======== Data for processing

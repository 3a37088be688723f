// src/storefront/resolver.rs - Cascading variant resolution

//! Derives the four cascading option lists (color, storage, network,
//! condition) from a product's flat variant records, re-running in full on
//! every selection change. Each level is filtered by every selection above
//! it in the fixed order color -> storage -> network -> condition; a
//! selection that is no longer present in its freshly computed list is
//! auto-corrected to the list's first entry, or cleared when the list is
//! empty. Cleared levels stop the cascade below them.

use serde::{Deserialize, Serialize};

use crate::catalog::product::Product;
use crate::catalog::template::{FIELD_CONDITION, FIELD_NETWORK, FIELD_STORAGE};
use crate::catalog::variant::{min_positive_price, total_stock, Variant};
use crate::storefront::carriers::{CarrierStyle, CarrierTable};

/// Network option flagged as bestseller
pub const BESTSELLER_NETWORK: &str = "Unlocked";
/// Condition option flagged as bestseller
pub const BESTSELLER_CONDITION: &str = "Brand New";

/// A selectable color, rolled up from its child variants
#[derive(Debug, Clone, PartialEq, Serialize, Deserialize)]
pub struct ColorOption {
    pub id: String,
    pub name: String,
    pub price: f64,
    pub stock: u32,
    pub image: Option<String>,
}

/// A selectable storage/condition value within the current filter
#[derive(Debug, Clone, PartialEq, Serialize, Deserialize)]
pub struct LevelOption {
    pub name: String,
    pub price: f64,
    pub quantity: u32,
    pub is_bestseller: bool,
}

/// A selectable network value, with its carrier presentation metadata
#[derive(Debug, Clone, PartialEq, Serialize, Deserialize)]
pub struct NetworkOption {
    pub name: String,
    pub price: f64,
    pub quantity: u32,
    pub is_bestseller: bool,
    pub style: CarrierStyle,
}

/// The four-level selection, by display name rather than id
#[derive(Debug, Clone, PartialEq, Eq, Default, Serialize, Deserialize)]
pub struct Selection {
    pub color: Option<String>,
    pub storage: Option<String>,
    pub network: Option<String>,
    pub condition: Option<String>,
}

/// The resolved configuration surfaced to sibling components.
///
/// Carries the corrected selection, all four derived lists, and the
/// default-display-image side effect from an automatic color selection.
/// The `selected_*` accessors stand in for the accessor closures the
/// hosting page passes around.
#[derive(Debug, Clone, PartialEq, Default, Serialize, Deserialize)]
pub struct Resolution {
    pub selection: Selection,
    pub color_variants: Vec<ColorOption>,
    pub storage_variants: Vec<LevelOption>,
    pub network_variants: Vec<NetworkOption>,
    pub condition_variants: Vec<LevelOption>,
    /// Emitted when a color was auto-selected and carries an image
    pub default_display_image: Option<String>,
}

impl Resolution {
    pub fn selected_color_variant(&self) -> Option<&ColorOption> {
        let name = self.selection.color.as_deref()?;
        self.color_variants.iter().find(|c| c.name == name)
    }

    pub fn selected_storage_variant(&self) -> Option<&LevelOption> {
        let name = self.selection.storage.as_deref()?;
        self.storage_variants.iter().find(|s| s.name == name)
    }

    pub fn selected_network_variant(&self) -> Option<&NetworkOption> {
        let name = self.selection.network.as_deref()?;
        self.network_variants.iter().find(|n| n.name == name)
    }

    pub fn selected_condition_variant(&self) -> Option<&LevelOption> {
        let name = self.selection.condition.as_deref()?;
        self.condition_variants.iter().find(|c| c.name == name)
    }
}

/// Runs the full cascade for a product against the requested selection.
///
/// The eleven steps execute in a fixed order; each list derives only from
/// variant records matching every selection level above it.
pub fn resolve(product: &Product, requested: &Selection, carriers: &CarrierTable) -> Resolution {
    let mut selection = requested.clone();
    let mut default_display_image = None;

    // 1. color rollups from the variant-name records
    let color_variants: Vec<ColorOption> = product
        .variant_names
        .iter()
        .map(|vn| {
            let children: Vec<&Variant> = product.variants_of(&vn.id).collect();
            let price = min_positive_price(children.iter().copied()).unwrap_or(vn.price);
            let stock = if children.is_empty() {
                vn.stock
            } else {
                total_stock(children.iter().copied())
            };
            ColorOption {
                id: vn.id.clone(),
                name: vn.name.clone(),
                price,
                stock,
                image: vn.display_image().map(str::to_string),
            }
        })
        .collect();

    // 2. auto-select the first color; a fresh automatic selection with an
    //    image drives the gallery's default display image
    let color_valid = selection
        .color
        .as_deref()
        .map(|name| color_variants.iter().any(|c| c.name == name))
        .unwrap_or(false);
    if !color_valid {
        selection.color = color_variants.first().map(|c| c.name.clone());
        if let Some(first) = color_variants.first() {
            default_display_image = first.image.clone();
        }
    }

    // 3. narrow to the selected color's variants
    let selected_color_id = selection
        .color
        .as_deref()
        .and_then(|name| color_variants.iter().find(|c| c.name == name))
        .map(|c| c.id.clone());
    let variants_for_color: Vec<&Variant> = match &selected_color_id {
        Some(id) => product.variants.iter().filter(|v| &v.variant_name_id == id).collect(),
        None => product.variants.iter().collect(),
    };

    // 4./5. storage level: distinct first-seen values, first entry bestseller
    let storage_variants: Vec<LevelOption> = distinct_levels(&variants_for_color, FIELD_STORAGE)
        .into_iter()
        .enumerate()
        .map(|(i, (name, price, quantity))| LevelOption {
            name,
            price,
            quantity,
            is_bestseller: i == 0,
        })
        .collect();
    selection.storage = auto_correct(
        selection.storage.take(),
        storage_variants.iter().map(|s| s.name.as_str()),
    );

    // 6. narrow further by selected storage (unfiltered when the level is empty)
    let variants_for_storage =
        narrow(&variants_for_color, FIELD_STORAGE, selection.storage.as_deref());

    // 7./8. network level, with carrier presentation metadata
    let network_variants: Vec<NetworkOption> = distinct_levels(&variants_for_storage, FIELD_NETWORK)
        .into_iter()
        .map(|(name, price, quantity)| NetworkOption {
            is_bestseller: name == BESTSELLER_NETWORK,
            style: carriers.style_for(&name),
            name,
            price,
            quantity,
        })
        .collect();
    selection.network = auto_correct(
        selection.network.take(),
        network_variants.iter().map(|n| n.name.as_str()),
    );

    // 9. narrow by selected network
    let variants_for_network =
        narrow(&variants_for_storage, FIELD_NETWORK, selection.network.as_deref());

    // 10./11. condition level
    let condition_variants: Vec<LevelOption> = distinct_levels(&variants_for_network, FIELD_CONDITION)
        .into_iter()
        .map(|(name, price, quantity)| LevelOption {
            is_bestseller: name == BESTSELLER_CONDITION,
            name,
            price,
            quantity,
        })
        .collect();
    selection.condition = auto_correct(
        selection.condition.take(),
        condition_variants.iter().map(|c| c.name.as_str()),
    );

    Resolution {
        selection,
        color_variants,
        storage_variants,
        network_variants,
        condition_variants,
        default_display_image,
    }
}

/// Distinct non-empty values for an attribute field, in first-seen order,
/// each rolled up to (name, min positive price, total stock).
fn distinct_levels(variants: &[&Variant], field: &str) -> Vec<(String, f64, u32)> {
    let mut order: Vec<String> = Vec::new();
    for variant in variants {
        if let Some(value) = variant.attribute(field) {
            if !order.iter().any(|v| v == value) {
                order.push(value.to_string());
            }
        }
    }
    order
        .into_iter()
        .map(|name| {
            let matching: Vec<&Variant> = variants
                .iter()
                .copied()
                .filter(|v| v.attribute(field) == Some(name.as_str()))
                .collect();
            let price = min_positive_price(matching.iter().copied()).unwrap_or(0.0);
            let quantity = total_stock(matching.iter().copied());
            (name, price, quantity)
        })
        .collect()
}

/// Keeps the current selection when still present, falls back to the first
/// entry otherwise, and clears entirely when the list is empty.
fn auto_correct<'a>(
    current: Option<String>,
    mut available: impl Iterator<Item = &'a str> + Clone,
) -> Option<String> {
    match current {
        Some(value) if available.clone().any(|name| name == value) => Some(value),
        _ => available.next().map(str::to_string),
    }
}

/// Filters variants by a selected attribute value; no selection means no
/// filtering at this level.
fn narrow<'a>(variants: &[&'a Variant], field: &str, selected: Option<&str>) -> Vec<&'a Variant> {
    match selected {
        Some(value) => variants
            .iter()
            .copied()
            .filter(|v| v.attribute(field) == Some(value))
            .collect(),
        None => variants.to_vec(),
    }
}

#[cfg(test)]
mod tests {
    use super::*;
    use crate::catalog::mock;

    fn fixture() -> Product {
        mock::cascade_fixture()
    }

    #[test]
    fn test_initial_resolution_auto_selects_first_color() {
        let product = fixture();
        let res = resolve(&product, &Selection::default(), &CarrierTable::default());

        assert_eq!(res.selection.color.as_deref(), Some("Red"));
        // the first color carries an image, so it is emitted for the gallery
        assert_eq!(res.default_display_image.as_deref(), Some("red.jpg"));
        assert_eq!(res.selection.storage.as_deref(), Some("64GB"));
    }

    #[test]
    fn test_color_change_resets_stale_storage() {
        let product = fixture();
        let mut selection = Selection {
            color: Some("Red".to_string()),
            storage: Some("128GB".to_string()),
            ..Default::default()
        };
        let res = resolve(&product, &selection, &CarrierTable::default());
        assert_eq!(res.selection.storage.as_deref(), Some("128GB"));

        // Blue only comes in 256GB; the stale 128GB must not survive
        selection.color = Some("Blue".to_string());
        let res = resolve(&product, &selection, &CarrierTable::default());
        assert_eq!(res.selection.storage.as_deref(), Some("256GB"));
        assert!(res
            .storage_variants
            .iter()
            .all(|s| s.name != "128GB"));
    }

    #[test]
    fn test_network_list_derives_only_from_color_and_storage() {
        let product = fixture();
        let selection = Selection {
            color: Some("Red".to_string()),
            storage: Some("64GB".to_string()),
            ..Default::default()
        };
        let res = resolve(&product, &selection, &CarrierTable::default());

        // 64GB Red exists only Unlocked; the Verizon 128GB record must not leak in
        let names: Vec<_> = res.network_variants.iter().map(|n| n.name.as_str()).collect();
        assert_eq!(names, vec!["Unlocked"]);
    }

    #[test]
    fn test_bestseller_flags() {
        let product = fixture();
        let selection = Selection {
            color: Some("Red".to_string()),
            storage: Some("128GB".to_string()),
            ..Default::default()
        };
        let res = resolve(&product, &selection, &CarrierTable::default());

        let storage_best: Vec<_> = res
            .storage_variants
            .iter()
            .filter(|s| s.is_bestseller)
            .map(|s| s.name.as_str())
            .collect();
        assert_eq!(storage_best, vec!["64GB"]); // first entry, by first-seen order

        let network_best: Vec<_> = res
            .network_variants
            .iter()
            .filter(|n| n.is_bestseller)
            .map(|n| n.name.as_str())
            .collect();
        assert_eq!(network_best, vec!["Unlocked"]);

        let condition_best: Vec<_> = res
            .condition_variants
            .iter()
            .filter(|c| c.is_bestseller)
            .map(|c| c.name.as_str())
            .collect();
        assert_eq!(condition_best, vec!["Brand New"]);
    }

    #[test]
    fn test_color_without_variants_uses_stored_rollups() {
        let product = fixture();
        let res = resolve(&product, &Selection::default(), &CarrierTable::default());

        let gold = res
            .color_variants
            .iter()
            .find(|c| c.name == "Sunset Gold")
            .expect("zero-variant color still selectable");
        assert_eq!(gold.price, 299.0);
        assert_eq!(gold.stock, 5);
    }

    #[test]
    fn test_empty_storage_level_stops_cascade() {
        let product = fixture();
        let selection = Selection {
            color: Some("Sunset Gold".to_string()),
            storage: Some("64GB".to_string()),
            network: Some("Unlocked".to_string()),
            condition: Some("Good".to_string()),
        };
        let res = resolve(&product, &selection, &CarrierTable::default());

        assert!(res.storage_variants.is_empty());
        assert_eq!(res.selection.storage, None);
        assert!(res.network_variants.is_empty());
        assert_eq!(res.selection.network, None);
        assert!(res.condition_variants.is_empty());
        assert_eq!(res.selection.condition, None);
    }

    #[test]
    fn test_level_rollups_use_min_positive_price_and_summed_stock() {
        let product = fixture();
        let selection = Selection {
            color: Some("Red".to_string()),
            ..Default::default()
        };
        let res = resolve(&product, &selection, &CarrierTable::default());

        let storage_128 = res
            .storage_variants
            .iter()
            .find(|s| s.name == "128GB")
            .unwrap();
        // two 128GB records at 549 and 519; min positive wins, stock sums
        assert_eq!(storage_128.price, 519.0);
        assert_eq!(storage_128.quantity, 7);
    }

    #[test]
    fn test_unknown_carrier_gets_neutral_style() {
        let product = fixture();
        let selection = Selection {
            color: Some("Blue".to_string()),
            ..Default::default()
        };
        let res = resolve(&product, &selection, &CarrierTable::default());
        let carrier = res
            .network_variants
            .iter()
            .find(|n| n.name == "Koodo")
            .unwrap();
        assert_eq!(carrier.style.background, "#f9fafb");
        assert!(!carrier.is_bestseller);
    }

    #[test]
    fn test_accessors_follow_selection() {
        let product = fixture();
        let res = resolve(&product, &Selection::default(), &CarrierTable::default());
        assert_eq!(res.selected_color_variant().unwrap().name, "Red");
        assert_eq!(
            res.selected_storage_variant().unwrap().name,
            res.selection.storage.clone().unwrap()
        );
    }
}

================

### [Instructions to follow]
Each line above that includes the word "available" is to be copied.

### [Finished exercise]
    mut available: impl Iterator<Item = &'a str> + Clone,
        Some(value) if available.clone().any(|name| name == value) => Some(value),
        _ => available.next().map(str::to_string),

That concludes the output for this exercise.